» Saved data entries:

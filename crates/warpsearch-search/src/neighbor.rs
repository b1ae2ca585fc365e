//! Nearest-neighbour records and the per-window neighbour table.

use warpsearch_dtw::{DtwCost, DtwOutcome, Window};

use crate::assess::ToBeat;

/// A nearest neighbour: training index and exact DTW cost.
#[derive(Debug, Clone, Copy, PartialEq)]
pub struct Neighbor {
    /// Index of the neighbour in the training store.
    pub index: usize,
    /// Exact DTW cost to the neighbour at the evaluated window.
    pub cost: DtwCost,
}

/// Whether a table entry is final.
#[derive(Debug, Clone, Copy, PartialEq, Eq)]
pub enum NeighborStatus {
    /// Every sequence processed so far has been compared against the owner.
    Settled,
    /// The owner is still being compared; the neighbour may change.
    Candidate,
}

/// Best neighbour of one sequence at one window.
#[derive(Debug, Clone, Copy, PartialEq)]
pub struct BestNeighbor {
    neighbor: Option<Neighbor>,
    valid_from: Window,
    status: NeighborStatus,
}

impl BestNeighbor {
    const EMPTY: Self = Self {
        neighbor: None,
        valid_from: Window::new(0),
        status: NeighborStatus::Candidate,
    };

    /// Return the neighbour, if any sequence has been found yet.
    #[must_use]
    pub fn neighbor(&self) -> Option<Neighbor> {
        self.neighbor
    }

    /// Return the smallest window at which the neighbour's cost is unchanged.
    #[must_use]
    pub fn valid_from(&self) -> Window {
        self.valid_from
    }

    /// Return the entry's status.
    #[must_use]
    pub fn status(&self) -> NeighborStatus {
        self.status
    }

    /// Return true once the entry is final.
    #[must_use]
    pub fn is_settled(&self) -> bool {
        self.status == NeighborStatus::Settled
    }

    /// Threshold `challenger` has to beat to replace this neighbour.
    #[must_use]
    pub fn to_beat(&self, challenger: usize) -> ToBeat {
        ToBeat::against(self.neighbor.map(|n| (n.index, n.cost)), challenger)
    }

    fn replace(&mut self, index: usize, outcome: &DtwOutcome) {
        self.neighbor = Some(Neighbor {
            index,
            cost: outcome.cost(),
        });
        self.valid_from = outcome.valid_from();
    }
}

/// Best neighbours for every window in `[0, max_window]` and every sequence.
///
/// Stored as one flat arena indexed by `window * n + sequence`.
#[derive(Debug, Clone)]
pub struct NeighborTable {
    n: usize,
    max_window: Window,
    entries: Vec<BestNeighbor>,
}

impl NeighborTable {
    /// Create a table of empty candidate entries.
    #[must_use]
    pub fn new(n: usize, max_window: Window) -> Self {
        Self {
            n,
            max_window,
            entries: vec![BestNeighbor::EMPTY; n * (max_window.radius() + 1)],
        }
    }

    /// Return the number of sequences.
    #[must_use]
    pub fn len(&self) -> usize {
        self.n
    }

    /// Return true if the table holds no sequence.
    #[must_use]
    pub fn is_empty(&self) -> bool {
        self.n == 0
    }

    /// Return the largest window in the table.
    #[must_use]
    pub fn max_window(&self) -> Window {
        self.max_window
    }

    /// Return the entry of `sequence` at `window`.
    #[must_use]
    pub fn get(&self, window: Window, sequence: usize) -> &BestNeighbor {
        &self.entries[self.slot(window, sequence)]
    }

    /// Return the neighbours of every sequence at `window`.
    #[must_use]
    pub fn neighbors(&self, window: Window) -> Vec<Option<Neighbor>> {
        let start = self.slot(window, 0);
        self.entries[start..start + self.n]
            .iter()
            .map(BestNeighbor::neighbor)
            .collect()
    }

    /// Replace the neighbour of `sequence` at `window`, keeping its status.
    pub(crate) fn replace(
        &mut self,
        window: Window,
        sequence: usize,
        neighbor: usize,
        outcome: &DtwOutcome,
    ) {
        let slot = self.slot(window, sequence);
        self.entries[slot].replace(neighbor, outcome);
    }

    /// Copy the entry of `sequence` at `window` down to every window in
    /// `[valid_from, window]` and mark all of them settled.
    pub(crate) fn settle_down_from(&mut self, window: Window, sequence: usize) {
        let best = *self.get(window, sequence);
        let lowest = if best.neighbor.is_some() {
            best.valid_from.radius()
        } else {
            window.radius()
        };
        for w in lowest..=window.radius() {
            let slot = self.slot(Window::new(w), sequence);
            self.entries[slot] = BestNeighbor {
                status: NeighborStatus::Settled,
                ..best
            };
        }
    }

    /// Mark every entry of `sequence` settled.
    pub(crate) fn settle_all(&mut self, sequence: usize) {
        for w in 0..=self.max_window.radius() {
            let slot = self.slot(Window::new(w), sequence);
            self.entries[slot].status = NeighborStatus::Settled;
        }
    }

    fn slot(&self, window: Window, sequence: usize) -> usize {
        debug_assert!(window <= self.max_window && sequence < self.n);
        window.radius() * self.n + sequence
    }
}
* * *
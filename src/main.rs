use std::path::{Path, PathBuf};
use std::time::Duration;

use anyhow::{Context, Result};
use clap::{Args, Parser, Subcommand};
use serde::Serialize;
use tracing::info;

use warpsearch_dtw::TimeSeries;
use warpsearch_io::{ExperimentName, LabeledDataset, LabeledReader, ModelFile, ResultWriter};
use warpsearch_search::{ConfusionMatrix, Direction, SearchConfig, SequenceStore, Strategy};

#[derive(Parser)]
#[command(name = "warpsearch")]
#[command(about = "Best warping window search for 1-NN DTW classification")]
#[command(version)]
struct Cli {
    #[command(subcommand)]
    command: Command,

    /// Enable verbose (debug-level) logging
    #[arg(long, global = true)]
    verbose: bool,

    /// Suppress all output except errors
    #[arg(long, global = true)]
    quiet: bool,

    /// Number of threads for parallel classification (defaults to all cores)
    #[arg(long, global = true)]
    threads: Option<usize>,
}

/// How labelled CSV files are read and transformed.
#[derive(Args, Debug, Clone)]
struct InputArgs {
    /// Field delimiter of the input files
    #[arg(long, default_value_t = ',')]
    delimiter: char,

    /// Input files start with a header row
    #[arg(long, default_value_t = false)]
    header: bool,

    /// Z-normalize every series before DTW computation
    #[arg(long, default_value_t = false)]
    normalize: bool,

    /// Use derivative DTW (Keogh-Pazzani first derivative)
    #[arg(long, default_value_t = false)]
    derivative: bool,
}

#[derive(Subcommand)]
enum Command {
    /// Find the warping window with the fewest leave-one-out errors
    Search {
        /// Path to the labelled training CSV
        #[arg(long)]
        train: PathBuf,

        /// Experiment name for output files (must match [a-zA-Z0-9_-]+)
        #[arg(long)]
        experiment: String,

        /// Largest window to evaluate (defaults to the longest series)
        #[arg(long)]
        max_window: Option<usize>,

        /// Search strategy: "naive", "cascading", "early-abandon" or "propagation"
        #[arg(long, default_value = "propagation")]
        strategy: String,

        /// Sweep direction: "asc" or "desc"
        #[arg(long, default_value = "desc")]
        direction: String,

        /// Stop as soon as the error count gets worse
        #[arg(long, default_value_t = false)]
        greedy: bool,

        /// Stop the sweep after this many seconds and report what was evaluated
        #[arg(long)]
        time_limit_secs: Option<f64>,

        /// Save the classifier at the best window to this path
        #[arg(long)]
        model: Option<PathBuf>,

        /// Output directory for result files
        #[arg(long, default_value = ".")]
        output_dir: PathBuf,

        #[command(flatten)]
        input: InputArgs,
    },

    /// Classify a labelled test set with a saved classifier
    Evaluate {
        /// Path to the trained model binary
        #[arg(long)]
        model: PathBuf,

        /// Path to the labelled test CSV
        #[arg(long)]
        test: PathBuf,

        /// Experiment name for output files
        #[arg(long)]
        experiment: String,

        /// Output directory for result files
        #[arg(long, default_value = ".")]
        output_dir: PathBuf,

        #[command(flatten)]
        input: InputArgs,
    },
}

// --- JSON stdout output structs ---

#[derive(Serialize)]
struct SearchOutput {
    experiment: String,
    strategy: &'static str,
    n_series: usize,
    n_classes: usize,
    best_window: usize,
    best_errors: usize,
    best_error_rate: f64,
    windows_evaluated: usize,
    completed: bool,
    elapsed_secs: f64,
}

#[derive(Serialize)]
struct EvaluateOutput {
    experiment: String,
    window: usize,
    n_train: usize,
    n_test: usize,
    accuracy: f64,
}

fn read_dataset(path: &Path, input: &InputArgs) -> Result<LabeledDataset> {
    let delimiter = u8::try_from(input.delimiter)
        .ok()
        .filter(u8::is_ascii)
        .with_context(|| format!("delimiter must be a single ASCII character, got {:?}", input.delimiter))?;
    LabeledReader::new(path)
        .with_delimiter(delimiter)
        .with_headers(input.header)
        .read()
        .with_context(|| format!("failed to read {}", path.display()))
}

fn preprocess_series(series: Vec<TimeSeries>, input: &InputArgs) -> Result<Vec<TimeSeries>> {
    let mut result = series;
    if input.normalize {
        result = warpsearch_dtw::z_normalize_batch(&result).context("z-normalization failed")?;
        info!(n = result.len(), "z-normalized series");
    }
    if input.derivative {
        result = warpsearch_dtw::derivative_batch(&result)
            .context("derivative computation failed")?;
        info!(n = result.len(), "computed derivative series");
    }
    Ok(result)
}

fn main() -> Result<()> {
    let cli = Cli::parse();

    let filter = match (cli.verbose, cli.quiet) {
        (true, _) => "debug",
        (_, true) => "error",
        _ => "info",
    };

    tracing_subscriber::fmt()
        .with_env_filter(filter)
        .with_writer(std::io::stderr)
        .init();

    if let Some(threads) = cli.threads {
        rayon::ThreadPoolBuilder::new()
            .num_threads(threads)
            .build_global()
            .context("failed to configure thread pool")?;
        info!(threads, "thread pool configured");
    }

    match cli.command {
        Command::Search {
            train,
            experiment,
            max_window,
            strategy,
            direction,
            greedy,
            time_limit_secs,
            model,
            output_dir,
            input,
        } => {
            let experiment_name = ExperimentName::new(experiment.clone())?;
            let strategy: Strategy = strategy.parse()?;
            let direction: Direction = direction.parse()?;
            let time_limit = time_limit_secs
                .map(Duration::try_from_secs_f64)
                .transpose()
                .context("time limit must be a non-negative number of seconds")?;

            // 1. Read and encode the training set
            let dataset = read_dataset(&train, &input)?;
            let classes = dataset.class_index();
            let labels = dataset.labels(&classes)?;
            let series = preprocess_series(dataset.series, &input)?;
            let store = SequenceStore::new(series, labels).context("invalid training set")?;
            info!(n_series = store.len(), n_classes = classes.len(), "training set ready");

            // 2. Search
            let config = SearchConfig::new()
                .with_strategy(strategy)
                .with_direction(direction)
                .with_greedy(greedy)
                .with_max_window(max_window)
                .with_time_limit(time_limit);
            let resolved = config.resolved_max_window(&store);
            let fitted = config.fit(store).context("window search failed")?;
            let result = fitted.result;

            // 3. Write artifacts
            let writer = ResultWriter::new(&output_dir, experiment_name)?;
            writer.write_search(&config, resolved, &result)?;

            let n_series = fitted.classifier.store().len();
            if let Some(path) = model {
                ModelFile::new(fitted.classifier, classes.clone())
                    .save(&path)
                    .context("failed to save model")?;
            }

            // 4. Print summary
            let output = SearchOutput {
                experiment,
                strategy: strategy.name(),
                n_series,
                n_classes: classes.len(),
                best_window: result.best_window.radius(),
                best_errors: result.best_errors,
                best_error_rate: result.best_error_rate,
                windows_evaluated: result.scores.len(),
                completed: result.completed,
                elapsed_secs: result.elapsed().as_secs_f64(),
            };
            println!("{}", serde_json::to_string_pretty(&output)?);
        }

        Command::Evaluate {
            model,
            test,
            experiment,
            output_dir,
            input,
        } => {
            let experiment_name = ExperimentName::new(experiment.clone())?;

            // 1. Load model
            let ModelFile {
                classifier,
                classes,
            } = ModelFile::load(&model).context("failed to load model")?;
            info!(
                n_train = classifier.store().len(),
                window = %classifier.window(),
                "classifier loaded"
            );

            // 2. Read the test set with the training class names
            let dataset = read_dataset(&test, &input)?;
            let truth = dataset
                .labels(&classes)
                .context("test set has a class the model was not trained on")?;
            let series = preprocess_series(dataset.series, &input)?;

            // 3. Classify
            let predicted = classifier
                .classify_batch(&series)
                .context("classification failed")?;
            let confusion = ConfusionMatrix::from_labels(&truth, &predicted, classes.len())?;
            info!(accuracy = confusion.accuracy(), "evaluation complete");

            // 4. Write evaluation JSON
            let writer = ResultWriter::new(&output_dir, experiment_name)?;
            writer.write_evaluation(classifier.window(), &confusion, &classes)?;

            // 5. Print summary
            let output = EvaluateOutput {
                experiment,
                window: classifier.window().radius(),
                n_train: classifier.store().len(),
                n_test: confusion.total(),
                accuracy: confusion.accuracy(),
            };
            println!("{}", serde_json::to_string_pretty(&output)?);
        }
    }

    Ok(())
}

» Your assignment:
In the entries above, find the line holding "let mut result = series;" and the line holding "let labels = dataset.labels(&classes)?;"; print both of them and every line between, exactly, and nothing else.

» Answer area:
    let mut result = series;
    if input.normalize {
        result = warpsearch_dtw::z_normalize_batch(&result).context("z-normalization failed")?;
        info!(n = result.len(), "z-normalized series");
    }
    if input.derivative {
        result = warpsearch_dtw::derivative_batch(&result)
            .context("derivative computation failed")?;
        info!(n = result.len(), "computed derivative series");
    }
    Ok(result)
}

fn main() -> Result<()> {
    let cli = Cli::parse();

    let filter = match (cli.verbose, cli.quiet) {
        (true, _) => "debug",
        (_, true) => "error",
        _ => "info",
    };

    tracing_subscriber::fmt()
        .with_env_filter(filter)
        .with_writer(std::io::stderr)
        .init();

    if let Some(threads) = cli.threads {
        rayon::ThreadPoolBuilder::new()
            .num_threads(threads)
            .build_global()
            .context("failed to configure thread pool")?;
        info!(threads, "thread pool configured");
    }

    match cli.command {
        Command::Search {
            train,
            experiment,
            max_window,
            strategy,
            direction,
            greedy,
            time_limit_secs,
            model,
            output_dir,
            input,
        } => {
            let experiment_name = ExperimentName::new(experiment.clone())?;
            let strategy: Strategy = strategy.parse()?;
            let direction: Direction = direction.parse()?;
            let time_limit = time_limit_secs
                .map(Duration::try_from_secs_f64)
                .transpose()
                .context("time limit must be a non-negative number of seconds")?;

            // 1. Read and encode the training set
            let dataset = read_dataset(&train, &input)?;
            let classes = dataset.class_index();
            let labels = dataset.labels(&classes)?;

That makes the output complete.